**WHAT YOU WILL DO**:
Without changing a single word, restate the entries below.

Stored items

#####

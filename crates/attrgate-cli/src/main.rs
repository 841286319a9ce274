//! attrgate command line.
//!
//! Checks authorization policy documents and traces the decision the filter
//! would take for a recorded request.
//!
//! # Quick Start
//!
//! ```bash
//! # Validate a policy document
//! attrgate check policy.toml
//!
//! # Trace the decision for one request
//! attrgate evaluate --policy policy.toml --request request.json
//!
//! # Show effective settings (attrgate.toml, ATTRGATE_* overrides)
//! attrgate config show
//! ```

mod commands;
mod style;

use std::path::{Path, PathBuf};
use std::process::ExitCode;

use anyhow::{Context, Result};
use attrgate_config::{AttrgateConfig, ConfigLoader, LogFormat, LoggingConfig};
use clap::{Parser, Subcommand};
use tracing_subscriber::EnvFilter;

/// Exit status of `evaluate --fail-on-deny` for a rejected request.
const EXIT_DENIED: u8 = 2;

/// attrgate - attribute-based authorization for SSO pipelines.
#[derive(Parser)]
#[command(name = "attrgate")]
#[command(author, version, about, long_about = None)]
#[command(propagate_version = true)]
struct Cli {
    /// Directory holding attrgate.toml.
    #[arg(short = 'C', long, global = true, default_value = ".")]
    project: PathBuf,

    /// Disable colored output.
    #[arg(long, global = true)]
    no_color: bool,

    #[command(subcommand)]
    command: Commands,
}

#[derive(Subcommand)]
enum Commands {
    /// Show version information.
    Version,

    /// Compile a policy document and summarize its scopes.
    Check {
        /// Policy document (defaults to policy.file from settings).
        policy: Option<PathBuf>,
    },

    /// Decide a recorded request against a policy.
    Evaluate {
        /// Policy document (defaults to policy.file from settings).
        #[arg(short, long)]
        policy: Option<PathBuf>,

        /// Request context as JSON.
        #[arg(short, long)]
        request: PathBuf,

        /// Language the rejection text is picked for.
        #[arg(short, long)]
        language: Option<String>,

        /// Exit with status 2 when the request is rejected.
        #[arg(long)]
        fail_on_deny: bool,

        /// Output format (text, json).
        #[arg(short, long, default_value = "text")]
        format: String,
    },

    /// Settings management commands.
    #[command(subcommand)]
    Config(ConfigCommands),
}

#[derive(Subcommand)]
enum ConfigCommands {
    /// Show effective settings.
    Show {
        /// Output format (text, json, toml).
        #[arg(short, long, default_value = "text")]
        format: String,
    },
}

fn main() -> Result<ExitCode> {
    let cli = Cli::parse();
    style::set_no_color(cli.no_color);

    match cli.command {
        Commands::Version => {
            commands::version::run();
            Ok(ExitCode::SUCCESS)
        }
        Commands::Check { policy } => {
            let settings = load_settings(&cli.project)?;
            commands::check::run(&policy_path(policy, &settings))?;
            Ok(ExitCode::SUCCESS)
        }
        Commands::Evaluate {
            policy,
            request,
            language,
            fail_on_deny,
            format,
        } => {
            let settings = load_settings(&cli.project)?;
            let passed = commands::evaluate::run(
                &settings,
                &commands::evaluate::EvaluateArgs {
                    policy: &policy_path(policy, &settings),
                    request: &request,
                    language: language.as_deref(),
                    format: &format,
                },
            )?;
            if !passed && fail_on_deny {
                return Ok(ExitCode::from(EXIT_DENIED));
            }
            Ok(ExitCode::SUCCESS)
        }
        Commands::Config(ConfigCommands::Show { format }) => {
            let settings = load_settings(&cli.project)?;
            commands::config::show(&settings, &format)?;
            Ok(ExitCode::SUCCESS)
        }
    }
}

/// Loads layered settings and installs the subscriber they describe.
fn load_settings(project: &Path) -> Result<AttrgateConfig> {
    let settings = ConfigLoader::new()
        .with_project_dir(project)
        .load()
        .with_context(|| format!("Failed to load settings from {}", project.display()))?;
    init_logging(&settings.logging);
    Ok(settings)
}

/// Explicit path wins; otherwise the (already resolved) settings path.
fn policy_path(arg: Option<PathBuf>, settings: &AttrgateConfig) -> PathBuf {
    arg.unwrap_or_else(|| settings.policy.file.clone())
}

/// Logs go to stderr so stdout stays machine-readable.
fn init_logging(logging: &LoggingConfig) {
    let filter =
        EnvFilter::try_from_default_env().unwrap_or_else(|_| EnvFilter::new(&logging.level));
    let builder = tracing_subscriber::fmt()
        .with_env_filter(filter)
        .with_writer(std::io::stderr);

    match logging.format {
        LogFormat::Text => builder.init(),
        LogFormat::Json => builder.json().init(),
    }
}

#####

**SOLUTION TO THIS EXERCISE**:
filename crates/attrgate-cli/src/main.rs
repository 841286319a9ce274
//! attrgate command line.
//!
//! Checks authorization policy documents and traces the decision the filter
//! would take for a recorded request.
//!
//! # Quick Start
//!
//! ```bash
//! # Validate a policy document
//! attrgate check policy.toml
//!
//! # Trace the decision for one request
//! attrgate evaluate --policy policy.toml --request request.json
//!
//! # Show effective settings (attrgate.toml, ATTRGATE_* overrides)
//! attrgate config show
//! ```

mod commands;
mod style;

use std::path::{Path, PathBuf};
use std::process::ExitCode;

use anyhow::{Context, Result};
use attrgate_config::{AttrgateConfig, ConfigLoader, LogFormat, LoggingConfig};
use clap::{Parser, Subcommand};
use tracing_subscriber::EnvFilter;

/// Exit status of `evaluate --fail-on-deny` for a rejected request.
const EXIT_DENIED: u8 = 2;

/// attrgate - attribute-based authorization for SSO pipelines.
#[derive(Parser)]
#[command(name = "attrgate")]
#[command(author, version, about, long_about = None)]
#[command(propagate_version = true)]
struct Cli {
    /// Directory holding attrgate.toml.
    #[arg(short = 'C', long, global = true, default_value = ".")]
    project: PathBuf,

    /// Disable colored output.
    #[arg(long, global = true)]
    no_color: bool,

    #[command(subcommand)]
    command: Commands,
}

#[derive(Subcommand)]
enum Commands {
    /// Show version information.
    Version,

    /// Compile a policy document and summarize its scopes.
    Check {
        /// Policy document (defaults to policy.file from settings).
        policy: Option<PathBuf>,
    },

    /// Decide a recorded request against a policy.
    Evaluate {
        /// Policy document (defaults to policy.file from settings).
        #[arg(short, long)]
        policy: Option<PathBuf>,

        /// Request context as JSON.
        #[arg(short, long)]
        request: PathBuf,

        /// Language the rejection text is picked for.
        #[arg(short, long)]
        language: Option<String>,

        /// Exit with status 2 when the request is rejected.
        #[arg(long)]
        fail_on_deny: bool,

        /// Output format (text, json).
        #[arg(short, long, default_value = "text")]
        format: String,
    },

    /// Settings management commands.
    #[command(subcommand)]
    Config(ConfigCommands),
}

#[derive(Subcommand)]
enum ConfigCommands {
    /// Show effective settings.
    Show {
        /// Output format (text, json, toml).
        #[arg(short, long, default_value = "text")]
        format: String,
    },
}

fn main() -> Result<ExitCode> {
    let cli = Cli::parse();
    style::set_no_color(cli.no_color);

    match cli.command {
        Commands::Version => {
            commands::version::run();
            Ok(ExitCode::SUCCESS)
        }
        Commands::Check { policy } => {
            let settings = load_settings(&cli.project)?;
            commands::check::run(&policy_path(policy, &settings))?;
            Ok(ExitCode::SUCCESS)
        }
        Commands::Evaluate {
            policy,
            request,
            language,
            fail_on_deny,
            format,
        } => {
            let settings = load_settings(&cli.project)?;
            let passed = commands::evaluate::run(
                &settings,
                &commands::evaluate::EvaluateArgs {
                    policy: &policy_path(policy, &settings),
                    request: &request,
                    language: language.as_deref(),
                    format: &format,
                },
            )?;
            if !passed && fail_on_deny {
                return Ok(ExitCode::from(EXIT_DENIED));
            }
            Ok(ExitCode::SUCCESS)
        }
        Commands::Config(ConfigCommands::Show { format }) => {
            let settings = load_settings(&cli.project)?;
            commands::config::show(&settings, &format)?;
            Ok(ExitCode::SUCCESS)
        }
    }
}

/// Loads layered settings and installs the subscriber they describe.
fn load_settings(project: &Path) -> Result<AttrgateConfig> {
    let settings = ConfigLoader::new()
        .with_project_dir(project)
        .load()
        .with_context(|| format!("Failed to load settings from {}", project.display()))?;
    init_logging(&settings.logging);
    Ok(settings)
}

/// Explicit path wins; otherwise the (already resolved) settings path.
fn policy_path(arg: Option<PathBuf>, settings: &AttrgateConfig) -> PathBuf {
    arg.unwrap_or_else(|| settings.policy.file.clone())
}

/// Logs go to stderr so stdout stays machine-readable.
fn init_logging(logging: &LoggingConfig) {
    let filter =
        EnvFilter::try_from_default_env().unwrap_or_else(|_| EnvFilter::new(&logging.level));
    let builder = tracing_subscriber::fmt()
        .with_env_filter(filter)
        .with_writer(std::io::stderr);

    match logging.format {
        LogFormat::Text => builder.init(),
        LogFormat::Json => builder.json().init(),
    }
}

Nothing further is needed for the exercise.